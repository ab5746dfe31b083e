mod api;
pub mod defaults;
mod validation;
mod weather;

use crate::cli::Args;
use crate::deployment::DeploymentRecord;
use crate::error::{Result, WeatherbotError};
use anyhow::Context;
use serde::{Deserialize, Serialize};
use std::env;
use std::fs;
use std::path::{Path, PathBuf};

pub use api::{ApiConfig, ModelConfig, SessionConfig};
pub use validation::{expand_env_var_in_string, normalize_api_base};
pub use weather::{WeatherConfig, WeatherSection};

use defaults::{
    default_model_for, default_request_timeout, default_temperature, DEFAULT_SYSTEM_PROMPT,
    OPENAI_API_BASE,
};

#[derive(Debug, Clone)]
pub struct Config {
    pub api_key: Option<String>,
    /// Normalised base URL ending in `/v1`.
    pub api_base: String,
    pub model: String,
    pub system_prompt: String,
    pub temperature: f32,
    pub max_tokens: Option<u32>,
    pub request_timeout: u64,
    pub verbose: bool,
    pub weather: WeatherConfig,
}

#[derive(Debug, Clone, Default, Deserialize, Serialize)]
pub struct JsonConfig {
    #[serde(default)]
    pub api: ApiConfig,
    #[serde(default)]
    pub model: ModelConfig,
    #[serde(default)]
    pub weather: WeatherSection,
    #[serde(default)]
    pub session: SessionConfig,
}

/// Values supplied on the command line; each wins over env and file.
#[derive(Debug, Clone, Default)]
pub struct Overrides {
    pub endpoint: Option<String>,
    pub model: Option<String>,
    pub verbose: bool,
}

impl Config {
    pub fn from_env_and_args(args: &Args) -> Result<Self> {
        let json_config = JsonConfig::load().unwrap_or_else(|e| {
            eprintln!("Warning: ignoring config file: {:#}", e);
            JsonConfig::default()
        });

        // --endpoint beats --platform; the deployment record only supplies a URL
        let endpoint = match (&args.endpoint, args.platform) {
            (Some(endpoint), _) => Some(endpoint.clone()),
            (None, Some(platform)) => {
                Some(DeploymentRecord::load(platform, Path::new("."))?.api_endpoint)
            }
            (None, None) => None,
        };

        let overrides = Overrides {
            endpoint,
            model: args.model.clone(),
            verbose: args.verbose,
        };

        Self::resolve(&overrides, &json_config, |key| env::var(key).ok())
    }

    /// Layer CLI overrides > environment > config file > defaults.
    pub fn resolve<F>(overrides: &Overrides, file: &JsonConfig, env_lookup: F) -> Result<Self>
    where
        F: Fn(&str) -> Option<String>,
    {
        let api_base = overrides
            .endpoint
            .clone()
            .or_else(|| env_lookup("AI_API_ENDPOINT"))
            .or_else(|| file.api.endpoint.as_deref().map(expand_env_var_in_string))
            .map(|endpoint| normalize_api_base(&endpoint))
            .unwrap_or_else(|| OPENAI_API_BASE.to_string());

        let api_key = env_lookup("OPENAI_API_KEY").filter(|k| !k.trim().is_empty());

        // Local servers (Ollama, vLLM) accept unauthenticated requests
        if api_key.is_none() && api_base == OPENAI_API_BASE {
            return Err(WeatherbotError::Config(
                "OPENAI_API_KEY environment variable not set".to_string(),
            ));
        }

        let model = overrides
            .model
            .clone()
            .or_else(|| env_lookup("AI_MODEL"))
            .or_else(|| file.model.default_model.clone())
            .unwrap_or_else(|| default_model_for(&api_base));

        let system_prompt = env_lookup("AI_SYSTEM_PROMPT")
            .or_else(|| file.model.system_prompt.clone())
            .unwrap_or_else(|| DEFAULT_SYSTEM_PROMPT.to_string());

        let request_timeout = env_lookup("AI_REQUEST_TIMEOUT")
            .and_then(|s| s.parse::<u64>().ok())
            .or(file.api.request_timeout)
            .unwrap_or_else(default_request_timeout);

        let verbose = overrides.verbose
            || env_lookup("AI_VERBOSE")
                .map(|v| matches!(v.to_lowercase().as_str(), "true" | "1" | "yes"))
                .or(file.session.verbose)
                .unwrap_or(false);

        let weather = WeatherConfig::resolve(&file.weather, env_lookup("OPENWEATHER_API_KEY"));

        Ok(Config {
            api_key,
            api_base,
            model,
            system_prompt,
            temperature: file.model.temperature.unwrap_or_else(default_temperature),
            max_tokens: file.model.max_tokens,
            request_timeout,
            verbose,
            weather,
        })
    }

    pub fn get_current_date() -> String {
        chrono::Local::now().format("%A, %B %d, %Y").to_string()
    }
}

impl JsonConfig {
    pub fn load() -> anyhow::Result<Self> {
        for path in Self::get_config_paths() {
            if path.exists() {
                return Self::load_from(&path);
            }
        }

        Ok(JsonConfig::default())
    }

    pub fn load_from(path: &Path) -> anyhow::Result<Self> {
        let contents = fs::read_to_string(path)
            .with_context(|| format!("Failed to read config file: {}", path.display()))?;

        let is_yaml = matches!(
            path.extension().and_then(|s| s.to_str()),
            Some("yaml") | Some("yml")
        );

        let config = if is_yaml {
            serde_yaml::from_str(&contents).with_context(|| {
                format!("Failed to parse YAML config file: {}", path.display())
            })?
        } else {
            serde_json::from_str(&contents).with_context(|| {
                format!("Failed to parse JSON config file: {}", path.display())
            })?
        };

        Ok(config)
    }

    pub fn get_config_paths() -> Vec<PathBuf> {
        let mut paths = vec![
            PathBuf::from(".weatherbot.yaml"),
            PathBuf::from(".weatherbot.yml"),
            PathBuf::from(".weatherbot.json"),
        ];

        if let Some(home_dir) = dirs::home_dir() {
            let config_dir = home_dir.join(".config").join("weatherbot");
            paths.push(config_dir.join("weatherbot.yaml"));
            paths.push(config_dir.join("weatherbot.yml"));
            paths.push(config_dir.join("weatherbot.json"));
        }

        paths
    }
}
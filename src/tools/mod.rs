mod dispatch;
mod outcome;
mod registry;
pub mod time;
pub mod weather;

pub use dispatch::{dispatch, execute, ToolContext};
pub use outcome::{ErrorKind, ToolOutcome, ToolStatus};
pub use registry::{format_tools_for_llm, tool_descriptors, ToolDescriptor, ToolName};
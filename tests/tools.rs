use chrono::{NaiveDate, TimeZone, Utc};
use rand::rngs::StdRng;
use rand::SeedableRng;
use serde_json::json;
use std::collections::HashSet;
use weatherbot::config::WeatherConfig;
use weatherbot::tools::time::{current_time_at, resolve_timezone_name, TIMEZONE_ABBREVIATIONS};
use weatherbot::tools::weather::{
    clamp_days, forecast_from_json, simulated_forecast, simulated_weather, title_case,
    TemperatureUnit,
};
use weatherbot::tools::{
    dispatch, format_tools_for_llm, ErrorKind, ToolContext, ToolName, ToolOutcome, ToolStatus,
};

fn simulated_context() -> ToolContext {
    ToolContext::new(WeatherConfig::simulated(), false).unwrap()
}

#[tokio::test]
async fn test_unknown_tool_wire_form() {
    let context = simulated_context();

    let outcome = dispatch(&context, "get_stock_price", &json!({"symbol": "AAPL"})).await;

    assert_eq!(outcome.error_kind(), Some(ErrorKind::UnknownTool));
    assert_eq!(
        outcome.to_value(),
        json!({"error": "Unknown tool: get_stock_price", "status": "error"})
    );
}

#[tokio::test]
async fn test_dispatch_weather_without_key_is_simulated() {
    let context = simulated_context();

    let outcome = dispatch(
        &context,
        "get_weather",
        &json!({"location": "Tokyo", "unit": "fahrenheit"}),
    )
    .await;

    assert_eq!(outcome.status(), ToolStatus::Simulated);
    let value = outcome.to_value();
    assert_eq!(value["status"], "simulated");
    assert_eq!(value["location"], "Tokyo");
    assert_eq!(value["unit"], "°F");
    assert!(value["note"].as_str().unwrap().contains("simulated"));
}

#[tokio::test]
async fn test_dispatch_unit_falls_back_to_celsius() {
    let context = simulated_context();

    for unit in [json!("kelvin"), json!(null), json!("Celsius"), json!(7)] {
        let outcome = dispatch(
            &context,
            "get_weather",
            &json!({"location": "Tokyo", "unit": unit}),
        )
        .await;

        assert_eq!(outcome.status(), ToolStatus::Simulated, "unit {}", unit);
        assert_eq!(outcome.to_value()["unit"], "°C");
    }

    let outcome = dispatch(
        &context,
        "get_weather",
        &json!({"location": "Tokyo", "unit": "Fahrenheit"}),
    )
    .await;
    assert_eq!(outcome.to_value()["unit"], "°F");
}

#[tokio::test]
async fn test_dispatch_requires_location() {
    let context = simulated_context();

    let outcome = dispatch(&context, "get_weather_forecast", &json!({"days": 2})).await;

    assert!(outcome.is_error());
    let message = outcome.to_value()["error"].as_str().unwrap().to_string();
    assert!(message.contains("get_weather_forecast"));
}

#[tokio::test]
async fn test_dispatch_time_accepts_null_arguments() {
    let context = simulated_context();

    let outcome = dispatch(&context, "get_current_time", &serde_json::Value::Null).await;

    assert_eq!(outcome.status(), ToolStatus::Success);
    assert_eq!(outcome.to_value()["timezone"], "UTC");
}

#[test]
fn test_simulated_fahrenheit_matches_celsius() {
    for seed in [1_u64, 7, 42, 2024] {
        let celsius = simulated_weather("Oslo", TemperatureUnit::Celsius, &mut StdRng::seed_from_u64(seed));
        let fahrenheit =
            simulated_weather("Oslo", TemperatureUnit::Fahrenheit, &mut StdRng::seed_from_u64(seed));

        let c = celsius.to_value()["temperature"].as_f64().unwrap();
        let f = fahrenheit.to_value()["temperature"].as_f64().unwrap();

        assert!((0.0..=35.0).contains(&c));
        assert_eq!(c.fract(), 0.0);
        assert_eq!(f, c * 9.0 / 5.0 + 32.0);
        assert_eq!(celsius.to_value()["unit"], "°C");
        assert_eq!(
            celsius.to_value()["conditions"],
            fahrenheit.to_value()["conditions"]
        );
    }
}

#[test]
fn test_simulated_weather_ranges() {
    let mut rng = StdRng::seed_from_u64(99);

    for _ in 0..50 {
        let value = simulated_weather("Lima", TemperatureUnit::Celsius, &mut rng).to_value();
        let humidity = value["humidity"].as_u64().unwrap();
        assert!((30..=90).contains(&humidity));
        let conditions = value["conditions"].as_str().unwrap();
        assert!(["Sunny", "Cloudy", "Rainy", "Snowy"].contains(&conditions));
    }
}

#[test]
fn test_every_abbreviation_resolves() {
    for (abbr, name) in TIMEZONE_ABBREVIATIONS {
        assert_eq!(resolve_timezone_name(abbr), *name);
        assert_eq!(resolve_timezone_name(&abbr.to_lowercase()), *name);
    }
    assert_eq!(resolve_timezone_name(" Asia/Kolkata "), "Asia/Kolkata");
}

#[test]
fn test_current_time_in_tokyo() {
    let now = Utc.with_ymd_and_hms(2024, 3, 1, 3, 30, 0).unwrap();

    let value = current_time_at("JST", now).to_value();

    assert_eq!(value["status"], "success");
    assert_eq!(value["timezone"], "Asia/Tokyo");
    assert_eq!(value["current_time"], "2024-03-01 12:30:00");
    assert_eq!(value["utc_offset"], "+0900");
    assert_eq!(value["day_of_week"], "Friday");
    assert_eq!(value["is_dst"], false);
}

#[test]
fn test_current_time_reports_dst() {
    let summer = Utc.with_ymd_and_hms(2024, 7, 4, 16, 0, 0).unwrap();

    let value = current_time_at("est", summer).to_value();

    assert_eq!(value["timezone"], "US/Eastern");
    assert_eq!(value["timezone_abbr"], "EDT");
    assert_eq!(value["utc_offset"], "-0400");
    assert_eq!(value["is_dst"], true);
}

#[test]
fn test_current_time_ignores_case() {
    let now = Utc.with_ymd_and_hms(2024, 1, 15, 9, 0, 0).unwrap();

    let london = current_time_at("europe/london", now).to_value();
    assert_eq!(london["status"], "success");
    assert_eq!(london["timezone"], "Europe/London");
    assert_eq!(london["current_time"], "2024-01-15 09:00:00");

    let kolkata = current_time_at("ASIA/KOLKATA", now).to_value();
    assert_eq!(kolkata["timezone"], "Asia/Kolkata");
    assert_eq!(kolkata["utc_offset"], "+0530");

    let tokyo = current_time_at("jst", now).to_value();
    assert_eq!(tokyo["timezone"], "Asia/Tokyo");
    assert_eq!(current_time_at("est", now).to_value()["timezone_abbr"], "EST");
}

#[test]
fn test_unknown_timezone() {
    let outcome = current_time_at("Mars/Olympus", Utc::now());

    assert_eq!(outcome.error_kind(), Some(ErrorKind::UnknownTimezone));
    let value = outcome.to_value();
    assert_eq!(value["error"], "Unknown timezone: Mars/Olympus");
    assert!(!value["available_timezones_sample"]
        .as_array()
        .unwrap()
        .is_empty());
}

#[test]
fn test_clamp_days() {
    assert_eq!(clamp_days(-3), 1);
    assert_eq!(clamp_days(0), 1);
    assert_eq!(clamp_days(3), 3);
    assert_eq!(clamp_days(10), 5);
}

#[tokio::test]
async fn test_simulated_forecast_is_clamped() {
    let context = simulated_context();

    for (requested, expected) in [(10, 5), (0, 1), (3, 3)] {
        let outcome = dispatch(
            &context,
            "get_weather_forecast",
            &json!({"location": "Paris", "days": requested}),
        )
        .await;

        assert_eq!(outcome.status(), ToolStatus::Simulated);
        let value = outcome.to_value();
        let forecasts = value["forecasts"].as_array().unwrap();
        assert_eq!(forecasts.len(), expected);

        let dates: HashSet<&str> = forecasts
            .iter()
            .map(|f| f["date"].as_str().unwrap())
            .collect();
        assert_eq!(dates.len(), expected);
    }
}

#[test]
fn test_simulated_forecast_entries() {
    let today = NaiveDate::from_ymd_opt(2024, 12, 30).unwrap();

    let value = simulated_forecast("Paris", 3, today, &mut StdRng::seed_from_u64(5)).to_value();

    let forecasts = value["forecasts"].as_array().unwrap();
    let dates: Vec<&str> = forecasts
        .iter()
        .map(|f| f["date"].as_str().unwrap())
        .collect();
    assert_eq!(dates, vec!["2024-12-30", "2024-12-31", "2025-01-01"]);

    for entry in forecasts {
        let temperature = entry["temperature"].as_f64().unwrap();
        assert!((10.0..=30.0).contains(&temperature));
        assert_eq!((temperature * 10.0).round() / 10.0, temperature);
        assert_eq!(entry["simulated"], true);
    }
}

fn tokyo_forecast_body() -> String {
    // 2024-03-01T00:00:00Z is 09:00 in Tokyo
    let base = 1_709_251_200_i64;
    let slot = |dt: i64, temp: f64, id: u32, main: &str, description: &str| {
        json!({
            "dt": dt,
            "main": {"temp": temp, "humidity": 60, "pressure": 1015},
            "weather": [{"id": id, "main": main, "description": description}],
            "wind": {"speed": 3.2}
        })
    };

    json!({
        "list": [
            slot(base, 9.04, 800, "Clear", "clear sky"),
            slot(base + 3 * 3600, 12.26, 801, "Clouds", "few clouds"),
            slot(base + 6 * 3600, 13.96, 500, "Rain", "light rain"),
            slot(base + 86_400 + 3 * 3600, 11.0, 804, "Clouds", "overcast clouds"),
            slot(base + 2 * 86_400 + 5 * 3600, 15.0, 800, "Clear", "clear sky")
        ],
        "city": {
            "name": "Tokyo",
            "country": "JP",
            "coord": {"lat": 35.6895, "lon": 139.6917},
            "timezone": 32_400
        }
    })
    .to_string()
}

#[test]
fn test_forecast_picks_afternoon_slot_per_local_day() {
    let value = forecast_from_json(&tokyo_forecast_body(), 2).to_value();

    assert_eq!(value["status"], "success");
    assert_eq!(value["location"], "Tokyo, JP");
    assert_eq!(value["coordinates"], json!({"lat": 35.6895, "lon": 139.6917}));
    assert_eq!(value["forecast_count"], 2);
    assert_eq!(value["api_forecast_count"], 5);
    assert_eq!(
        value["forecasts"],
        json!([
            {
                "date": "2024-03-01",
                "time": "15:00",
                "temperature": 14.0,
                "conditions": "Light Rain",
                "humidity": 60,
                "wind_speed": 3.2,
                "weather_id": 500,
                "weather_main": "Rain"
            },
            {
                "date": "2024-03-02",
                "time": "12:00",
                "temperature": 11.0,
                "conditions": "Overcast Clouds",
                "humidity": 60,
                "wind_speed": 3.2,
                "weather_id": 804,
                "weather_main": "Clouds"
            }
        ])
    );
}

#[test]
fn test_forecast_from_bad_body() {
    let outcome = forecast_from_json("{\"cod\": \"404\"}", 3);

    assert_eq!(outcome.error_kind(), Some(ErrorKind::InvalidResponse));
    assert!(outcome.to_value()["error"]
        .as_str()
        .unwrap()
        .starts_with("Invalid location or API response:"));
}

#[test]
fn test_forecast_needs_city_coordinates_and_conditions() {
    let mut body: serde_json::Value = serde_json::from_str(&tokyo_forecast_body()).unwrap();
    body["city"].as_object_mut().unwrap().remove("coord");
    let outcome = forecast_from_json(&body.to_string(), 2);
    assert_eq!(outcome.error_kind(), Some(ErrorKind::InvalidResponse));

    let mut body: serde_json::Value = serde_json::from_str(&tokyo_forecast_body()).unwrap();
    body["list"][2]["weather"] = json!([]);
    let outcome = forecast_from_json(&body.to_string(), 2);
    assert_eq!(outcome.error_kind(), Some(ErrorKind::InvalidResponse));
    assert!(outcome.to_value()["error"]
        .as_str()
        .unwrap()
        .contains("missing weather conditions"));
}

#[test]
fn test_title_case() {
    assert_eq!(title_case("light rain"), "Light Rain");
    assert_eq!(title_case("OVERCAST clouds"), "Overcast Clouds");
    assert_eq!(title_case(""), "");
}

#[test]
fn test_tool_schema_lists_all_tools() {
    let tools = format_tools_for_llm();

    let names: Vec<&str> = tools
        .iter()
        .map(|t| t["function"]["name"].as_str().unwrap())
        .collect();
    assert_eq!(
        names,
        vec!["get_weather", "get_current_time", "get_weather_forecast"]
    );
    assert!(tools.iter().all(|t| t["type"] == "function"));
    assert_eq!(
        tools[2]["function"]["parameters"]["required"],
        json!(["location"])
    );
    for name in ToolName::ALL {
        assert_eq!(ToolName::parse(name.as_str()), Some(name));
    }
}

#[test]
fn test_outcome_with_detail_only_on_errors() {
    let success = ToolOutcome::success(&json!({"a": 1})).with_detail("location", "Rome");
    assert_eq!(success.to_value(), json!({"a": 1, "status": "success"}));

    let error = ToolOutcome::error(ErrorKind::Network, "Network error: boom")
        .with_detail("location", "Rome");
    assert_eq!(
        error.to_value(),
        json!({"error": "Network error: boom", "location": "Rome", "status": "error"})
    );
}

=== Task directions ===
Filter the data above down to lines with the word "Clouds", and copy them.

=== Task output ===
            slot(base + 3 * 3600, 12.26, 801, "Clouds", "few clouds"),
            slot(base + 86_400 + 3 * 3600, 11.0, 804, "Clouds", "overcast clouds"),
                "conditions": "Overcast Clouds",
                "weather_main": "Clouds"
    assert_eq!(title_case("OVERCAST clouds"), "Overcast Clouds");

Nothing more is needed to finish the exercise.